Mark Twain is said to have observed that “history doesn't repeat itself, but it often rhymes.” Technology also rhymes. As I write two Eckerson Group reports on streaming analytics this winter, I’m struck that many of its most compelling challenges and best practices apply equally to other technologies. Put differently, streaming analytics rhymes – with machine learning, AI, any data-intensive initiative.

Streaming analytics, as the name suggests, is the study of data “in flight,” meaning programmatic calculations that are performed on data as it is created (typically while it resides in memory) and before it is stored. Organizations across industries analyze data in flight to increase revenue, reduce cost and control risk. They apply streaming analytics to data from many types of events – credit card swipes, website clicks, the turn of machinery gears – anything that emits a data signal. Figure 1 illustrates the process.

Figure 1. Streaming Analytics

Let’s walk through the perhaps-universal challenges facing organizations today as they embark on streaming analytics initiatives. I would welcome your thoughts on how broadly these concepts apply in the world of data and analytics.

Strategic confusion. Data teams can pursue skunkworks projects without clear business objectives or the support of business leaders. They also might assume “faster is always better,” and mistakenly replace historical use cases with real-time use cases, thereby losing valuable insights.

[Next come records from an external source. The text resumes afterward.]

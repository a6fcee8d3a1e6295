//! HTTP preview server for rendered slide decks.
//!
//! Accepts rendered HTML and converted slide documents over HTTP, persists
//! them to disk, and serves the saved preview page back as a static file.

mod api;
mod preview;

use anyhow::Result;
use clap::Parser;
use std::path::PathBuf;
use tokio::net::TcpListener;

/// Serve the slide preview page and persist rendered HTML and slide data.
#[derive(Parser, Debug)]
#[command(name = "chartdeck-server")]
#[command(author, version, about, long_about = None)]
struct Args {
    /// Port to bind the HTTP server to
    #[arg(short, long, default_value_t = 8001)]
    port: u16,

    /// Address to bind
    #[arg(short, long, default_value = "0.0.0.0")]
    bind: String,

    /// Directory for the preview file, saved logs, and static files
    #[arg(short, long, default_value = ".")]
    root: PathBuf,

    /// Verbose output
    #[arg(short, long)]
    verbose: bool,
}

#[tokio::main]
async fn main() -> Result<()> {
    let args = Args::parse();

    // Initialize logging
    if args.verbose {
        env_logger::Builder::from_env(env_logger::Env::default().default_filter_or("debug")).init();
    } else {
        env_logger::Builder::from_env(env_logger::Env::default().default_filter_or("info")).init();
    }

    let state = api::AppState { root: args.root };
    let app = api::build_router(state);

    let addr = format!("{}:{}", args.bind, args.port);
    log::info!("Preview server listening on http://{}", addr);

    let listener = TcpListener::bind(&addr).await?;
    axum::serve(listener, app).await?;

    Ok(())
}
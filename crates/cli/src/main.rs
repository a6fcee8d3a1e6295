//! CLI tool for converting chart documents into slide-deck documents.

use anyhow::{Context, Result};
use chartdeck_core::{validate, SlideConverter, SlideDocument};
use clap::Parser;
use std::fs;
use std::path::{Path, PathBuf};

/// Convert chart JSON documents into renderer-ready slide documents.
#[derive(Parser, Debug)]
#[command(name = "chartdeck")]
#[command(author, version, about, long_about = None)]
struct Args {
    /// Input chart JSON file(s)
    #[arg(required = true)]
    input: Vec<PathBuf>,

    /// Output directory (default: same as input file)
    #[arg(short, long)]
    output: Option<PathBuf>,

    /// Print output to stdout instead of writing to file
    #[arg(short, long)]
    print: bool,

    /// Verbose output
    #[arg(short, long)]
    verbose: bool,
}

fn main() -> Result<()> {
    let args = Args::parse();

    // Initialize logging
    if args.verbose {
        env_logger::Builder::from_env(env_logger::Env::default().default_filter_or("debug")).init();
    } else {
        env_logger::Builder::from_env(env_logger::Env::default().default_filter_or("warn")).init();
    }

    let converter = SlideConverter::new();

    for input_path in &args.input {
        if args.verbose {
            eprintln!("Processing: {}", input_path.display());
        }

        match process_file(input_path, &args, &converter) {
            Ok(output) => {
                if args.print {
                    println!("{}", output);
                } else {
                    let output_path = get_output_path(input_path, args.output.as_ref())?;
                    write_output(&output_path, &output)?;
                    if args.verbose {
                        eprintln!("Written to: {}", output_path.display());
                    }
                }
            }
            Err(e) => {
                eprintln!("Error processing {}: {}", input_path.display(), e);
            }
        }
    }

    Ok(())
}

/// Convert a single chart document file into serialized slide JSON.
///
/// Read and parse failures still yield the empty-slides fallback document so
/// downstream consumers always receive a well-formed payload.
fn process_file(input_path: &Path, args: &Args, converter: &SlideConverter) -> Result<String> {
    let document = match fs::read_to_string(input_path) {
        Ok(raw) => converter.convert_json_str(&raw),
        Err(e) => {
            log::error!("Failed to read {}: {}", input_path.display(), e);
            SlideDocument::empty()
        }
    };

    if args.verbose {
        eprintln!("  Converted {} slides", document.slide_count());
    }

    let value = serde_json::to_value(&document).context("Failed to serialize slide document")?;
    if !validate(&value) {
        log::warn!(
            "Converted document for {} failed structural validation",
            input_path.display()
        );
    }

    // 2-space indentation, non-ASCII preserved literally
    serde_json::to_string_pretty(&document).context("Failed to serialize slide document")
}

/// Determine the output path for a processed file.
fn get_output_path(input_path: &Path, output_dir: Option<&PathBuf>) -> Result<PathBuf> {
    let stem = input_path
        .file_stem()
        .and_then(|s| s.to_str())
        .unwrap_or("output");

    let output_filename = format!("{}.slides.json", stem);

    let output_path = match output_dir {
        Some(dir) => {
            fs::create_dir_all(dir)
                .with_context(|| format!("Failed to create output directory: {}", dir.display()))?;
            dir.join(output_filename)
        }
        None => {
            if let Some(parent) = input_path.parent() {
                parent.join(output_filename)
            } else {
                PathBuf::from(output_filename)
            }
        }
    };

    Ok(output_path)
}

/// Write output to a file.
fn write_output(path: &Path, content: &str) -> Result<()> {
    fs::write(path, content).with_context(|| format!("Failed to write to {}", path.display()))
}
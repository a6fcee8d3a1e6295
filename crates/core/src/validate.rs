//! Structural validation of slide documents.

use serde_json::Value;

/// Fields every slide must carry.
const REQUIRED_SLIDE_FIELDS: [&str; 4] = ["id", "title", "style", "widget"];

/// Check that a document has the slide-deck structure the renderer expects.
///
/// Presence checks only: `slide_data.slides` must be a sequence, every slide
/// must carry `id`, `title`, `style`, and `widget`, and every widget a
/// `widget_type`. Returns false rather than failing on any mismatch.
pub fn validate(document: &Value) -> bool {
    let Some(slides) = document
        .get("slide_data")
        .and_then(|data| data.get("slides"))
        .and_then(Value::as_array)
    else {
        return false;
    };

    slides.iter().all(|slide| {
        REQUIRED_SLIDE_FIELDS
            .iter()
            .all(|field| slide.get(*field).is_some())
            && slide
                .get("widget")
                .and_then(|widget| widget.get("widget_type"))
                .is_some()
    })
}
//! Error types for chart-to-slide conversion.

use thiserror::Error;

/// Result type alias using our Error type.
pub type Result<T> = std::result::Result<T, Error>;

/// Errors that can occur around the conversion pipeline.
///
/// The public conversion entry points never return these; a failure there
/// degrades to a fallback document and a log line. The variants exist for
/// the input-facing seams and for naming what was degraded.
#[derive(Error, Debug)]
pub enum Error {
    /// The input was not valid JSON.
    #[error("JSON parsing error: {0}")]
    JsonError(#[from] serde_json::Error),

    /// A foreign value could not be converted to plain data.
    #[error("Foreign value conversion error: {0}")]
    ForeignValue(String),

    /// A map key did not normalize to something usable as an object key.
    #[error("Invalid object key: {0}")]
    InvalidKey(String),

    /// A chart payload did not have the expected mapping shape.
    #[error("Malformed chart payload: {0}")]
    MalformedChart(String),
}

Dysfunctional teamwork. Business, IT and operational teams have different skills, objectives and vocabularies. They often try to keep things simple by going it alone or collaborate begrudgingly with insufficient joint planning and communication. This behavior limits the scope and success of streaming analytics initiatives.

Skills and time. Business leaders request streaming analytics capabilities that their teams might not be trained to manage. Data leaders often lack the development staff and skills to take on complex customization. Data teams often roll out complex, script-intensive streaming systems that confuse business teams. Both business and data leaders can underestimate the need for operational domain knowledge with IoT-related initiatives and fail to collaborate sufficiently with operations experts.

Governance. Business and IT teams are just getting their arms around the implications of the California Consumer Privacy Act (CCPA), effective Jan. 1st, 2020, which forces companies to provide customers with new control of their personal data. Other state legislation in development, and the Global Data Privacy Regulation (GDPR) for European customers, force companies to reconcile different requirements in different geographies. They also must stay adaptable to future change.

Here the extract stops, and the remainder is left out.